SOLVED Random unscheduled restarts, under ESXI with 8 other VMs unaffected - out of ideas.

ClimbingKId

Cadet
Joined
Aug 25, 2021
Messages
6
First post here, and as a long time lab'r outside my professional IT job, I am in awe of what TrueNAS is doing for me. Expert in a few IT areas, but definitly a novice with FreeBSD, so please treat me gently :smile:

I replaced my old virtualised box in Feb this year with bigger and beefier whitebox solution, and following weeks of carefull bench testing each area for a few weeks, I brought it into service. This runs 8 VMs, covering pFsense, Windows Server, CCTV, Plex and of course TrueNas 12 for NAS duties with a pass thru 3008 BHA and all virtualised on ESXI 7.0U2 - and its been flawless, until recently....
  • Gigabyte Aurous Pro x570
  • Ryzen 3700x
  • 2 x 32GB Kingston Server Premier KSM32ED8/32ME Memory 32GB 3200MHz DDR4 ECC CL22
  • 2x Pools of 2x10TB WD Gold drives for mirrored live pool, and 3x 4TB for backup pool
  • HBA Avago 3008, passed through successfully
  • Onboard intel, and Pro 1000/Dual Port Card
  • ESXI 7.0U2.
In the last few months I have experienced random restarts (5 now) of only the TrueNas VM. In each case these panics have been a "Page Fault" and on two msgbuf.txt I have looked at, current process has been (txg_thread_enter) and (smbd).

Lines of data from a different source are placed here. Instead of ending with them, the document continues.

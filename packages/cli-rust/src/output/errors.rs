//! Centralized filesystem error formatting
//!
//! Turns write failures into styled, actionable messages.

use anyhow::anyhow;
use console::style;
use vhostgen_core::WriteError;

/// Format write errors with guidance on how to get past them
pub fn format_write_error(e: &WriteError) -> String {
    if e.is_permission_denied() {
        let dir = match e {
            WriteError::CreateDir { path, .. } => path.as_path(),
            WriteError::WriteFile { path, .. } => path.parent().unwrap_or(path.as_path()),
        };
        return format!(
            "{}\n\n  {}\n\n  {}\n  {}\n  {}",
            style("Permission denied").red().bold(),
            e,
            "Writing to the nginx config directory usually needs root:",
            style("  sudo vhostgen").cyan(),
            style(format!(
                "  or pick a writable directory: vhostgen --output-dir <dir> (was {})",
                dir.display()
            ))
            .cyan(),
        );
    }

    match e {
        WriteError::CreateDir { path, .. } => format!(
            "{}\n\n  {}\n\n  {} {}",
            style("Cannot create output directory").red().bold(),
            e,
            style("Tip:").cyan(),
            format!("check that no file is in the way at {}", path.display()),
        ),
        WriteError::WriteFile { .. } => format!(
            "{}\n\n  {}",
            style("Cannot write config file").red().bold(),
            e
        ),
    }
}

/// Format write errors as anyhow::Error
pub fn format_write_error_anyhow(e: &WriteError) -> anyhow::Error {
    anyhow!("{}", format_write_error(e))
}

#[cfg(test)]
mod tests {
    use super::*;
    use std::io;
    use std::path::PathBuf;

    #[test]
    fn permission_denied_suggests_sudo_and_output_dir() {
        let error = WriteError::WriteFile {
            path: PathBuf::from("/etc/nginx/conf.d/a.com.conf"),
            source: io::Error::from(io::ErrorKind::PermissionDenied),
        };
        let msg = format_write_error(&error);
        assert!(msg.contains("Permission denied"));
        assert!(msg.contains("sudo vhostgen"));
        assert!(msg.contains("--output-dir"));
        assert!(msg.contains("/etc/nginx/conf.d"));
    }

    #[test]
    fn blocked_directory_mentions_path() {
        let error = WriteError::CreateDir {
            path: PathBuf::from("/tmp/conf.d"),
            source: io::Error::from(io::ErrorKind::AlreadyExists),
        };
        let msg = format_write_error(&error);
        assert!(msg.contains("Cannot create output directory"));
        assert!(msg.contains("/tmp/conf.d"));
    }

    #[test]
    fn anyhow_wrapper_keeps_message() {
        let error = WriteError::WriteFile {
            path: PathBuf::from("/x/y.conf"),
            source: io::Error::other("disk full"),
        };
        let err = format_write_error_anyhow(&error);
        assert!(err.to_string().contains("Cannot write config file"));
        assert!(err.to_string().contains("disk full"));
    }
}
//! Summary display
//!
//! Shows the collected answers before the file is written.

use std::path::Path;

use comfy_table::{Cell, Table};
use console::style;
use vhostgen_core::VirtualHost;

/// Build the summary text for a collected host
pub fn render_summary(host: &VirtualHost, target: &Path) -> String {
    let mut table = Table::new();
    table.load_preset(comfy_table::presets::NOTHING);

    let template = match host.template.menu_number() {
        Some(number) => format!("{} ({number})", host.template.label()),
        None => host.template.label().to_string(),
    };
    table.add_row(vec![Cell::new("Template:"), Cell::new(template)]);
    if let Some(server_name) = &host.server_name {
        table.add_row(vec![Cell::new("Server name:"), Cell::new(server_name)]);
    }
    if let Some(alias) = &host.alias {
        table.add_row(vec![Cell::new("Alias:"), Cell::new(alias)]);
    }
    if let Some(port) = host.listen_port {
        table.add_row(vec![Cell::new("Port:"), Cell::new(port)]);
    }
    if let Some(root) = &host.root_path {
        table.add_row(vec![Cell::new("Root:"), Cell::new(root)]);
    }
    if let Some(url) = &host.target_url {
        table.add_row(vec![Cell::new("Target:"), Cell::new(url)]);
    }

    let extras = extras_summary(host);
    if !extras.is_empty() {
        table.add_row(vec![Cell::new("Extras:"), Cell::new(extras.join(", "))]);
    }
    table.add_row(vec![
        Cell::new("Output:"),
        Cell::new(target.display().to_string()),
    ]);

    format!(
        "{}\n{}\n{table}",
        style("Configuration Summary").bold(),
        style("-".repeat(21)).dim()
    )
}

fn extras_summary(host: &VirtualHost) -> Vec<String> {
    let mut parts = Vec::new();
    if host.extras.hsts {
        parts.push("HSTS".to_string());
    }
    if let Some(age) = &host.extras.cache_max_age {
        parts.push(format!("asset caching ({age})"));
    }
    if host.extras.security {
        parts.push("hardening".to_string());
    }
    parts
}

I have also experienced a few degraded pools, with a couple of files corrupt. In each case, the drives showed no read/write errors, Smartctl extended tests are clean. I was able to scrub the pool and restore the odd affected file - and in one case the scrub triggered a reboot of the VM. I had no issues for the first 4 months, where I upgraded Truesnas from 12.0U2 to 12.0U3, but the last few months I have had reboots weekly and recently 48hrs.

Different proccesses, pagefaults, file corruption suggests memory issues to me - and to that end I have MemTested this ECC RAM outside and inside of ESXI - with no errors.

While I cannot absolutley rule out hardware - what I can say is that all the other VMs have run for weeks on end, with no issues, no events, and nothing in the ESXI logs, and find it hard to beleive I have a hardware fault repeatedly affceting only one VM.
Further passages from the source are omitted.